Um dos pontos que conduz a relações patológicas nos ambientes empresariais é a busca pela lucratividade a qualquer custo, pessoal ou social. O dinheiro é imprescindível em nossa sociedade, para pessoas e organizações — ele pode ser entendido, na analogia com o ser humano, como o sangue. Sem ele não é possível sobreviver, e a saúde financeira é um aspecto de vital importância. Contudo, é preciso lembrar que, mesmo para empresas com fins lucrativos, o sangue é como um rio que percorre o corpo e alimenta as células, mantendo-as vivas.
Não há nada errado em ganhar dinheiro e distribuir lucros. Muito pelo contrário, isso é saudável. Porém, a questão essencial, a agenda final de cada organização, deveria passar pela seguinte análise: a quê vim a esse mundo? Qual o meu papel nesse ambiente?
Em última análise, o dinheiro e os recursos devem fluir pela organização em um processo contínuo de entrada, processamento e saída, princípio da abordagem sistêmica. Uma reserva sempre é importante para situações de emergência, mas o acúmulo excessivo de sangue em algum órgão pode levar a doenças e, em última instância, à morte. Essa lógica se aplica às pessoas, às divisões de uma organização ou mesmo nas organizações dentro da sociedade, não é?
A relação saudável é a relação de troca com o meio, em que cada um tem um papel ou função dentro do todo. Vivemos, portanto, em uma constante de servir e sermos servidos, de dar e de receber. Essa reflexão e consciência são fundamentais aos gestores, pois muitas organizações desenvolvem comportamentos patológicos em relação ao uso do dinheiro e do poder.

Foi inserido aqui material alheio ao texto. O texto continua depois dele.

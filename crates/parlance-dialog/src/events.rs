use std::fmt;

/// Name of an event dispatched through the session store.
///
/// The four lifecycle events fire on every invocation; skills add their own
/// with [`EventKey::Custom`].
#[derive(Debug, Clone, PartialEq, Eq, Hash)]
pub enum EventKey {
    StartResponse,
    IntentInvoked,
    Output,
    FinishResponse,
    Custom(String),
}

impl EventKey {
    pub fn as_str(&self) -> &str {
        match self {
            EventKey::StartResponse => "APP_START_RESPONSE",
            EventKey::IntentInvoked => "APP_INTENT_INVOKED",
            EventKey::Output => "APP_OUTPUT",
            EventKey::FinishResponse => "APP_FINISH_RESPONSE",
            EventKey::Custom(name) => name,
        }
    }
}

impl fmt::Display for EventKey {
    fn fmt(&self, f: &mut fmt::Formatter<'_>) -> fmt::Result {
        f.write_str(self.as_str())
    }
}

impl From<&str> for EventKey {
    fn from(name: &str) -> Self {
        match name {
            "APP_START_RESPONSE" => EventKey::StartResponse,
            "APP_INTENT_INVOKED" => EventKey::IntentInvoked,
            "APP_OUTPUT" => EventKey::Output,
            "APP_FINISH_RESPONSE" => EventKey::FinishResponse,
            other => EventKey::Custom(other.to_string()),
        }
    }
}

impl From<String> for EventKey {
    fn from(name: String) -> Self {
        EventKey::from(name.as_str())
    }
}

Quem tem fixação por sangue é vampiro. E temos, infelizmente, muitas organizações “vampiras”, que destroem o meio ambiente e a vida das pessoas por estarem fixadas na busca por dinheiro (o “sangue”).

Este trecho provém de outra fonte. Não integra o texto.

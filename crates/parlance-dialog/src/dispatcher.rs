//! Intent dispatch and the per-request invocation state machine.
//!
//! A primary invocation walks `Start -> HandlerRunning -> OutputCollected ->
//! Finalized`, dispatching the lifecycle events to the session store along
//! the way. A failing handler is diverted through `Error` and answered with
//! the configured error message, so every request ends `Finalized`.

use std::sync::Arc;

use indexmap::IndexMap;
use parlance_core::RegistrationError;
use serde::Serialize;
use serde_json::{json, Map, Value};
use tracing::{debug, error, info};

use crate::conversation::Conversation;
use crate::error::{DialogError, HandlerError};
use crate::events::EventKey;
use crate::handler::{Call, Completion, IntentHandler, Response};
use crate::speech::SpeechOutput;
use crate::state_machine::{InvocationState, Lifecycle};
use crate::store::ReducerRegistry;
use crate::webhook::{
    session_context, Context, GooglePayload, ResponseData, WebhookRequest, WebhookResponse,
};

/// Terminal reply of one request.
#[derive(Debug, Clone, PartialEq, Serialize)]
pub struct Reply {
    /// `true` for `ask`, `false` for `tell`.
    pub expect_user_response: bool,
    pub speech: String,
    pub display_text: String,
    pub is_ssml: bool,
    pub args: Vec<Value>,
}

impl Reply {
    fn from_response(call: Call, res: &Response, args: Vec<Value>) -> Self {
        // A top-level resolve is delivered as an ask with plain text.
        let as_text = call == Call::Resolve;
        let speech = if as_text { res.render_text() } else { res.render() };
        Self {
            expect_user_response: call != Call::Tell,
            is_ssml: !as_text && res.is_ssml(),
            display_text: res.render_text(),
            speech,
            args,
        }
    }

    fn tell(text: &str) -> Self {
        Self {
            expect_user_response: false,
            speech: text.to_string(),
            display_text: text.to_string(),
            is_ssml: false,
            args: Vec::new(),
        }
    }
}

/// Everything a finished request produced.
#[derive(Debug, Clone)]
pub struct DialogOutcome {
    pub intent: String,
    pub state: InvocationState,
    pub reply: Reply,
    /// The value the invocation resolved with (the error message on failure).
    pub resolved: Value,
    pub session_data: Map<String, Value>,
    pub contexts_out: Vec<Context>,
}

impl DialogOutcome {
    pub fn to_webhook_response(&self) -> WebhookResponse {
        let mut context_out = self.contexts_out.clone();
        context_out.push(session_context(&self.session_data));
        WebhookResponse {
            speech: self.reply.speech.clone(),
            display_text: self.reply.display_text.clone(),
            data: ResponseData {
                google: GooglePayload {
                    expect_user_response: self.reply.expect_user_response,
                    is_ssml: self.reply.is_ssml,
                    no_input_prompts: self.reply.args.clone(),
                },
            },
            context_out,
        }
    }
}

Quando a organização se enxerga como autossuficiente ou um sistema fechado, em que os meios pouco importam para atingir o fim, a visão do outro é totalmente utilitária, pois o centro de ação é o seu “ego”. Esse egoísmo organizacional tem consequências muitas vezes enormes, pois as organizações podem, dependendo de seu tamanho e influência, causar impactos negativos na vida de milhares de pessoas (funcionários, colaboradores, organizações parceiras, fornecedores), no ambiente e por fim, em conjunto com organizações similares, prejudicar o planeta.
O respeito com os funcionários e o ambiente é sinal de uma organização equilibrada e saudável. A harmonia interna e externa garante uma vida plena para a organização e para o meio no qual ela vive. Como gestores, temos essa responsabilidade para com a organização e a sociedade.
Sidney Zaganin Latorre é reitor do Centro Universitário Senac de São Paulo.